■ Required action: Find the line containing "pub mod errors;", then output it and every line after it through the end of the listing below, exactly as written.

■ Dataset:
//! Order Lifecycle Value Objects
//!
//! Immutable types describing inbound reports and recorded fills.

mod exec_type;
mod execution_report;
mod fill;
mod fill_log_policy;
mod order_definition;
mod order_status;

pub use exec_type::ExecType;
pub use execution_report::ExecutionReport;
pub use fill::Fill;
pub use fill_log_policy::FillLogPolicy;
pub use order_definition::OrderDefinition;
pub use order_status::OrderStatus;
//! Shared Domain Types
//!
//! Value objects and errors shared across bounded contexts.

pub mod errors;
pub mod value_objects;

pub use errors::DomainError;
pub use value_objects::{ExecId, OrderId, Price, Quantity, Timestamp};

■ Response to this task:
pub mod errors;
pub mod value_objects;

pub use errors::DomainError;
pub use value_objects::{ExecId, OrderId, Price, Quantity, Timestamp};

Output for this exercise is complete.